Les puces ADN et miRNA

Les puces à ADN encore appelées puces d’expressions sont utilisées par le Laboratoire GENEX pour cribler la totalité du génome humain (60 000 séquences géniques).
Les ARNs extraits de cellules ou de tissus sont transformés en ADN complémentaires (ADNc) par la technique de rétrotranscription (RT) et marqués par un fluorochrome, la cyanine (la cyanine 3 –coloration vert; la cyanine 5-coloration rouge). Les ADNc marqués sont hybridés sur des spots (ou point) contenant des fragments d'ADN, en même temps que l'ADNc étalon.

Après analyse par un scanner à très haute résolution l’intensité émise par la fluorescence sera quantifiée. La comparaison des intensités entre un échantillon traité versus un échantillon control nous permettra de mettre en évidence si l’expression d’un gène est activée ou inhibée. Lorsqu’un gène est activé en réponse au traitement, il synthétise un messager nommé ARNm qui sera responsable de la synthèse des protéines.

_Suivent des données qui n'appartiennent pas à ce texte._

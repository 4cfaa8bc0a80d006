#![forbid(unsafe_code)]
#![cfg_attr(docsrs, feature(doc_cfg))]
#![doc = include_str!("../README.md")]

mod config;
mod telemetry;

use std::process;

use anyhow::Context;
use rulepost_dispatch::reqwest::ReqwestTransport;
use rulepost_dispatch::{ActionDefinition, Dispatcher};

use crate::config::{Cli, Command, DispatchArgs};

// Tracing target constants
pub const TRACING_TARGET_STARTUP: &str = "rulepost_cli::startup";
pub const TRACING_TARGET_SHUTDOWN: &str = "rulepost_cli::shutdown";
pub const TRACING_TARGET_CONFIG: &str = "rulepost_cli::config";

#[tokio::main]
async fn main() {
    let Err(error) = run().await else {
        tracing::debug!(
            target: TRACING_TARGET_SHUTDOWN,
            "application terminated successfully"
        );
        process::exit(0);
    };

    if tracing::enabled!(tracing::Level::ERROR) {
        tracing::error!(
            target: TRACING_TARGET_SHUTDOWN,
            error = %format!("{error:#}"),
            "application terminated with error"
        );
    } else {
        eprintln!("Error: {error:#}");
    }

    process::exit(1);
}

/// Main application entry point.
async fn run() -> anyhow::Result<()> {
    let cli = Cli::init();

    telemetry::init_tracing()?;
    tracing::info!(
        target: TRACING_TARGET_STARTUP,
        version = env!("CARGO_PKG_VERSION"),
        "starting rulepost"
    );
    cli.log();

    match cli.command {
        Command::Dispatch(args) => dispatch(args).await,
        Command::Describe => describe(),
    }
}

/// Sends the content item once and prints the response body to stdout.
async fn dispatch(args: DispatchArgs) -> anyhow::Result<()> {
    let config = args.request_config()?;
    let transport =
        ReqwestTransport::new(args.http).context("failed to create HTTP transport")?;
    let dispatcher = Dispatcher::new(transport).with_channel(args.channel);

    let response = dispatcher
        .dispatch(&config)
        .await
        .context("dispatch failed")?;

    tracing::info!(
        target: TRACING_TARGET_SHUTDOWN,
        request_id = %response.request_id,
        status_code = response.status_code,
        duration = %response.duration(),
        "content item created"
    );

    println!("{}", response.into_body());
    Ok(())
}

/// Prints the action's binding table as pretty JSON.
fn describe() -> anyhow::Result<()> {
    let definition = ActionDefinition::api_post();
    let json = serde_json::to_string_pretty(&definition)
        .context("failed to serialize action definition")?;

    println!("{json}");
    Ok(())
}
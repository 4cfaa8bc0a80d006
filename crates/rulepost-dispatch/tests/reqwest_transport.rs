//! Dispatches through `ReqwestTransport` against a live local endpoint.
//!
//! An axum router bound to an ephemeral port plays the content API: it
//! records what it receives and answers per route, so the tests observe
//! exactly what went over the wire.

use std::sync::{Arc, Mutex};
use std::time::Duration;

use axum::Router;
use axum::extract::State;
use axum::http::{HeaderMap, Method, StatusCode, header};
use axum::response::{IntoResponse, Redirect};
use axum::routing::any;
use rulepost_dispatch::reqwest::{ReqwestConfig, ReqwestTransport};
use rulepost_dispatch::{Dispatcher, ErrorKind, PayloadDocument, RequestConfig};
use tokio::net::TcpListener;

const LINK: &str = "http://localhost/rest/type/node/article";

#[derive(Debug, Clone)]
struct Received {
    method: Method,
    headers: HeaderMap,
    body: String,
}

type Recorder = Arc<Mutex<Vec<Received>>>;

fn record(recorder: &Recorder, method: Method, headers: HeaderMap, body: String) {
    recorder.lock().unwrap().push(Received {
        method,
        headers,
        body,
    });
}

async fn create_node(
    State(recorder): State<Recorder>,
    method: Method,
    headers: HeaderMap,
    body: String,
) -> impl IntoResponse {
    record(&recorder, method, headers, body);
    (StatusCode::OK, r#"{"nid":[{"value":1}]}"#)
}

async fn broken(
    State(recorder): State<Recorder>,
    method: Method,
    headers: HeaderMap,
    body: String,
) -> impl IntoResponse {
    record(&recorder, method, headers, body);
    (StatusCode::INTERNAL_SERVER_ERROR, "database unavailable")
}

async fn moved() -> Redirect {
    Redirect::temporary("/node")
}

async fn slow() -> StatusCode {
    tokio::time::sleep(Duration::from_secs(5)).await;
    StatusCode::OK
}

/// Starts the fake content API and returns its base url and recorder.
async fn spawn_server() -> (String, Recorder) {
    let recorder = Recorder::default();
    let app = Router::new()
        .route("/node", any(create_node))
        .route("/broken", any(broken))
        .route("/moved", any(moved))
        .route("/slow", any(slow))
        .with_state(recorder.clone());

    let listener = TcpListener::bind("127.0.0.1:0").await.unwrap();
    let addr = listener.local_addr().unwrap();
    tokio::spawn(async move { axum::serve(listener, app).await });

    (format!("http://{addr}"), recorder)
}

fn dispatcher() -> Dispatcher {
    Dispatcher::new(ReqwestTransport::new(ReqwestConfig::default()).unwrap())
}

#[tokio::test]
async fn posts_hal_document_with_auth_and_token() {
    let (base, recorder) = spawn_server().await;

    let config = RequestConfig::new(format!("{base}/node?_format=hal_json"), LINK)
        .with_credentials("editor", "secret")
        .with_api_token("csrf-token")
        .with_user_id("42")
        .with_headers("X-Trace-Id: 7f3a");

    let response = dispatcher().dispatch(&config).await.unwrap();
    assert_eq!(response.status_code, 200);
    assert_eq!(response.body, r#"{"nid":[{"value":1}]}"#);

    let received = recorder.lock().unwrap().clone();
    assert_eq!(received.len(), 1);
    let request = &received[0];

    assert_eq!(request.method, Method::POST);
    assert_eq!(request.headers[header::CONTENT_TYPE], "application/hal+json");
    assert_eq!(request.headers[header::ACCEPT], "application/hal+json");
    assert_eq!(request.headers["x-csrf-token"], "csrf-token");
    assert_eq!(request.headers["x-trace-id"], "7f3a");
    assert_eq!(
        request.headers[header::AUTHORIZATION],
        "Basic ZWRpdG9yOnNlY3JldA=="
    );

    let document: PayloadDocument = serde_json::from_str(&request.body).unwrap();
    assert_eq!(document.link_href(), LINK);
    assert_eq!(document.user_id(), Some("42"));
}

#[tokio::test]
async fn configured_method_is_used() {
    let (base, recorder) = spawn_server().await;

    let config = RequestConfig::new(format!("{base}/node"), LINK).with_method("patch");
    dispatcher().dispatch(&config).await.unwrap();

    let received = recorder.lock().unwrap().clone();
    assert_eq!(received[0].method, Method::PATCH);
    assert!(!received[0].headers.contains_key(header::AUTHORIZATION));
    assert!(!received[0].headers.contains_key("x-csrf-token"));
}

#[tokio::test]
async fn server_error_is_unexpected_status() {
    let (base, recorder) = spawn_server().await;

    let config = RequestConfig::new(format!("{base}/broken"), LINK);
    let error = dispatcher().dispatch(&config).await.unwrap_err();

    assert_eq!(error.kind, ErrorKind::UnexpectedStatus);
    assert_eq!(error.status, Some(500));
    assert_eq!(error.body.as_deref(), Some("database unavailable"));
    assert_eq!(recorder.lock().unwrap().len(), 1);
}

#[tokio::test]
async fn redirects_follow_the_configured_limit() {
    let (base, recorder) = spawn_server().await;

    let followed = RequestConfig::new(format!("{base}/moved"), LINK);
    let response = dispatcher().dispatch(&followed).await.unwrap();
    assert_eq!(response.status_code, 200);
    assert_eq!(recorder.lock().unwrap().len(), 1);

    let not_followed = RequestConfig::new(format!("{base}/moved"), LINK).with_max_redirects(0);
    let error = dispatcher().dispatch(&not_followed).await.unwrap_err();
    assert_eq!(error.kind, ErrorKind::UnexpectedStatus);
    assert_eq!(error.status, Some(307));
    assert_eq!(recorder.lock().unwrap().len(), 1);
}

#[tokio::test]
async fn configured_timeout_is_honored() {
    let (base, _recorder) = spawn_server().await;

    let config = RequestConfig::new(format!("{base}/slow"), LINK).with_timeout_seconds(0.2);
    let error = dispatcher().dispatch(&config).await.unwrap_err();

    assert_eq!(error.kind, ErrorKind::Transport);
    assert!(error.to_string().contains("timed out"));
}

#[tokio::test]
async fn refused_connection_is_transport_error() {
    let listener = TcpListener::bind("127.0.0.1:0").await.unwrap();
    let addr = listener.local_addr().unwrap();
    drop(listener);

    let config = RequestConfig::new(format!("http://{addr}/node"), LINK);
    let error = dispatcher().dispatch(&config).await.unwrap_err();

    assert_eq!(error.kind, ErrorKind::Transport);
}
//! Error types for the reqwest transport.

use thiserror::Error;

/// Result type alias for reqwest operations.
pub type Result<T> = std::result::Result<T, Error>;

/// Error type for reqwest operations.
#[derive(Debug, Error)]
pub enum Error {
    /// HTTP request failed.
    #[error("HTTP error: {0}")]
    Reqwest(#[from] reqwest::Error),
    /// Invalid transport configuration.
    #[error("Configuration error: {0}")]
    Config(String),
}

impl From<Error> for crate::Error {
    fn from(err: Error) -> Self {
        match err {
            Error::Reqwest(e) => {
                if e.is_timeout() {
                    crate::Error::transport()
                        .with_message("request timed out")
                        .with_source(e)
                } else if e.is_connect() {
                    crate::Error::transport()
                        .with_message("connection failed")
                        .with_source(e)
                } else if e.is_redirect() {
                    crate::Error::transport()
                        .with_message("too many redirects")
                        .with_source(e)
                } else if e.is_builder() {
                    crate::Error::configuration()
                        .with_message(e.to_string())
                        .with_source(e)
                } else {
                    crate::Error::transport()
                        .with_message(e.to_string())
                        .with_source(e)
                }
            }
            Error::Config(message) => crate::Error::configuration().with_message(message),
        }
    }
}

#[cfg(test)]
mod tests {
    use super::*;
    use crate::ErrorKind;

    #[test]
    fn test_config_error_conversion() {
        let error = crate::Error::from(Error::Config("timeout cannot be zero".into()));
        assert_eq!(error.kind, ErrorKind::Configuration);
        assert_eq!(error.message.as_deref(), Some("timeout cannot be zero"));
    }
}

L'intérêt du criblage à grande échelle ?

Les gènes/protéines travaillent de concert et un seul gène ne peut à lui seul rendre compte de l’activation d’un processus.

Revendiquer une allégation nécessite d’identifier un « réseau fonctionnel » dans lequel plusieurs gènes vont interagir directement ou indirectement. La fonction de ces gènes peut n’avoir jamais été documentée au niveau du tissu cutané et l’implication de ces gènes, mettant en valeur la spécificité de l’actif, est une source d’innovation.

Les puces miRNA
A partir des ARN totaux, il est possible d’extraire les miRNA (23 à 25 nucléotides) et de les quantifier via l’utilisation de puces miRNA. Cette quantification permet d’évaluer la modulation de l’expression des miRNA présents au sein d’un échantillon traité versus l’échantillon control et par conséquent d’identifier l’impact d’un actif sur leur synthèse. Le génome humain comprendrait environ 1000 gènes à l’origine de la synthèse de miRNA qui réguleraient environ 60% des gènes (consultez la lettre d’information #2 pour plus d’informations).